Costimulation with integrin ligands intercellular adhesion molecule-1 or vascular cell adhesion molecule-1 augments activation-induced death of antigen-specific CD4+ T lymphocytes.

Abstract

Integrin ligands intercellular adhesion molecule-1 (ICAM-1) and vascular cell adhesion molecule-1 (VCAM-1) can efficiently costimulate proliferation of resting T cells but not that of Ag-specific T cells. In contrast, CD28 ligand B7 and CD2 ligand leukocyte function-associated Ag (LFA-3) can support IL-2 synthesis and proliferation of Ag-specific T cells more efficiently than that of resting T cells. The molecular basis for this differential costimulation of T cells is poorly understood. In this study, using mAb and soluble IgC gamma 1 chimeras of these adhesion molecules, we demonstrate that coligation of the TCR and CD11a/CD18 (LFA-1/beta 2 integrin) or CD29/CD49d (very late activation Ag-4/beta 1 integrin) using anti-TCR mAb and either ICAM-1 or VCAM-1 induces activation-dependent death of DRw6-specific CD4+ T cells.
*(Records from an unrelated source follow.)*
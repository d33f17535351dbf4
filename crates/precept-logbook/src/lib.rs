//! # precept-logbook
//!
//! The clinical-entry side of the system:
//!
//! - [`lifecycle::EntryLifecycleManager`] owns the entry state machine
//!   (draft → pending → approved/rejected, with resubmission) and is the
//!   only writer of entry status.
//! - [`locks::TermLockRegistry`] owns per-(student, term) logbook locks,
//!   which freeze every entry dated inside the term regardless of its own
//!   status. The lifecycle manager consults it before any create or edit.
//!
//! Mutations run in single transactions and emit change events after
//! commit, matching the assignment engine's discipline.

#![deny(unsafe_code)]

pub mod errors;
pub mod lifecycle;
pub mod locks;

pub use errors::LogbookError;
pub use lifecycle::{CreateDisposition, EntryLifecycleManager, SubmitOutcome};
pub use locks::{LockOutcome, TermLockRegistry};
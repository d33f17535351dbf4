//! Assignment rows.
//!
//! Writes here are only reached through the assignment engine, which wraps
//! them in a `BEGIN IMMEDIATE` transaction together with its capacity and
//! duplicate checks. The partial unique index on active rows is the
//! database-level backstop for the single-active-per-student rule.

use precept_core::ids::{AssignmentId, InstitutionId, PreceptorId, StudentId};
use precept_core::types::AssignmentStatus;
use rusqlite::{Connection, OptionalExtension, params};

use crate::errors::Result;
use crate::repositories::now_iso;
use crate::types::{Assignment, PreceptorLoad, Student};

/// Repository for student/preceptor assignments.
pub struct AssignmentRepo;

impl AssignmentRepo {
    /// Insert a new active assignment.
    pub fn insert_active(
        conn: &Connection,
        student_id: &StudentId,
        preceptor_id: &PreceptorId,
    ) -> Result<Assignment> {
        let id = AssignmentId::new();
        let now = now_iso();
        let _ = conn.execute(
            "INSERT INTO assignments (id, student_id, preceptor_id, status, created_at)
             VALUES (?1, ?2, ?3, ?4, ?5)",
            params![
                id.as_str(),
                student_id.as_str(),
                preceptor_id.as_str(),
                AssignmentStatus::Active.as_sql(),
                now,
            ],
        )?;
        Ok(Assignment {
            id,
            student_id: student_id.clone(),
            preceptor_id: preceptor_id.clone(),
            status: AssignmentStatus::Active,
            created_at: now,
            ended_at: None,
        })
    }

    /// Get an assignment by ID.
    pub fn get(conn: &Connection, id: &AssignmentId) -> Result<Option<Assignment>> {
        let assignment = conn
            .query_row(
                "SELECT id, student_id, preceptor_id, status, created_at, ended_at
                 FROM assignments WHERE id = ?1",
                params![id.as_str()],
                assignment_from_row,
            )
            .optional()?;
        Ok(assignment)
    }

    /// The student's current active assignment, if any.
    pub fn active_for_student(
        conn: &Connection,
        student_id: &StudentId,
    ) -> Result<Option<Assignment>> {
        let assignment = conn
            .query_row(
                "SELECT id, student_id, preceptor_id, status, created_at, ended_at
                 FROM assignments WHERE student_id = ?1 AND status = 'active'",
                params![student_id.as_str()],
                assignment_from_row,
            )
            .optional()?;
        Ok(assignment)
    }

    /// Count of active assignments held by a preceptor. This recount is the
    /// capacity ledger's source of truth.
    pub fn active_count_for_preceptor(
        conn: &Connection,
        preceptor_id: &PreceptorId,
    ) -> Result<u32> {
        let count: u32 = conn.query_row(
            "SELECT COUNT(*) FROM assignments WHERE preceptor_id = ?1 AND status = 'active'",
            params![preceptor_id.as_str()],
            |row| row.get(0),
        )?;
        Ok(count)
    }

    /// Flip an active assignment to ended, stamping `ended_at`. Returns
    /// false when the row is missing or already ended.
    pub fn mark_ended(conn: &Connection, id: &AssignmentId) -> Result<bool> {
        let changed = conn.execute(
            "UPDATE assignments SET status = 'ended', ended_at = ?1
             WHERE id = ?2 AND status = 'active'",
            params![now_iso(), id.as_str()],
        )?;
        Ok(changed > 0)
    }

    /// The students currently supervised by a preceptor.
    pub fn roster(conn: &Connection, preceptor_id: &PreceptorId) -> Result<Vec<Student>> {
        let mut stmt = conn.prepare(
            "SELECT p.id, p.email, p.full_name, p.institution_id, p.created_at
             FROM profiles p
             JOIN assignments a ON a.student_id = p.id
             WHERE a.preceptor_id = ?1 AND a.status = 'active'
             ORDER BY p.full_name",
        )?;
        let students = stmt
            .query_map(params![preceptor_id.as_str()], |row| {
                Ok(Student {
                    id: StudentId::from(row.get::<_, String>(0)?),
                    email: row.get(1)?,
                    full_name: row.get(2)?,
                    institution_id: row.get::<_, Option<String>>(3)?.map(InstitutionId::from),
                    created_at: row.get(4)?,
                })
            })?
            .filter_map(std::result::Result::ok)
            .collect();
        Ok(students)
    }

    /// Every preceptor with their current active-student count, optionally
    /// scoped to one institution. Feeds the admin assignment dashboard.
    pub fn preceptor_load(
        conn: &Connection,
        institution: Option<&InstitutionId>,
        max_students: u32,
    ) -> Result<Vec<PreceptorLoad>> {
        let base = "SELECT p.id, p.email, p.full_name, p.specialty, p.institution_id, p.created_at,
                      (SELECT COUNT(*) FROM assignments a
                       WHERE a.preceptor_id = p.id AND a.status = 'active') AS active_students
                    FROM profiles p
                    WHERE p.role = 'preceptor'";

        let map_row = |row: &rusqlite::Row<'_>| -> rusqlite::Result<PreceptorLoad> {
            Ok(PreceptorLoad {
                preceptor: crate::types::Preceptor {
                    id: PreceptorId::from(row.get::<_, String>(0)?),
                    email: row.get(1)?,
                    full_name: row.get(2)?,
                    specialty: row.get(3)?,
                    institution_id: row.get::<_, Option<String>>(4)?.map(InstitutionId::from),
                    created_at: row.get(5)?,
                },
                active_students: row.get(6)?,
                max_students,
            })
        };

        let loads = match institution {
            Some(inst) => {
                let mut stmt = conn
                    .prepare(&format!("{base} AND p.institution_id = ?1 ORDER BY p.full_name"))?;
                let rows = stmt
                    .query_map(params![inst.as_str()], map_row)?
                    .filter_map(std::result::Result::ok)
                    .collect();
                rows
            }
            None => {
                let mut stmt = conn.prepare(&format!("{base} ORDER BY p.full_name"))?;
                let rows = stmt
                    .query_map([], map_row)?
                    .filter_map(std::result::Result::ok)
                    .collect();
                rows
            }
        };
        Ok(loads)
    }
}

fn assignment_from_row(row: &rusqlite::Row<'_>) -> rusqlite::Result<Assignment> {
    Ok(Assignment {
        id: AssignmentId::from(row.get::<_, String>(0)?),
        student_id: StudentId::from(row.get::<_, String>(1)?),
        preceptor_id: PreceptorId::from(row.get::<_, String>(2)?),
        status: AssignmentStatus::from_sql(&row.get::<_, String>(3)?),
        created_at: row.get(4)?,
        ended_at: row.get(5)?,
    })
}

// ─────────────────────────────────────────────────────────────────────────────
// Tests
// ─────────────────────────────────────────────────────────────────────────────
Similar coligation of the TCR with CD2 or CD28 using either mAb or ligands LFA-3 or B7 not only lacked the ability to induce death but also failed to reverse or inhibit integrin-facilitated death of DRw6-specific T cells. Each of these ligands augmented anti-TCR mAb-induced transcription of IL-2 and IL-4 genes. Exogenous addition of IL-2 and IL-4 did not reverse the integrin-supported T cell death. The death-promoting costimulatory effects of ICAM-1 and VCAM-1 were observed with Ag-specific chronically stimulated T cells but not with either resting T cells or those activated in short-term cultures. Treatment of T cells with cyclosporin A or a protein tyrosine kinase inhibitor herbimycin A inhibited ICAM-1 or VCAM-1-promoted activation-induced T cell death. The Ag-specific T cells that survived death-promoting effects of ICAM-1 or VCAM-1 proliferated efficiently upon restimulation with these ligands. Exposure of DRw6-specific T cells to DRw6+ B7+ ICAM-1+ LFA-3+ VCAM-1+ APC but not DR3+ B7+ ICAM-1+ LFA-3+ VCAM-1+ APC induced death of these T cells. This effect was blocked by pretreatment of T cells with mAb directed at CD18 or CD29 but not with those against CD2 or CD28. Taken together, these results suggest that TCR-directed engagement of integrins by their ligands ICAM-1 or VCAM-1 induces activation-dependent death of some perhaps more differentiated Ag-specific T cells and this may be an important homeostatic mechanism by which functional expression of Ag-specific T cells is regulated during an ongoing immune response.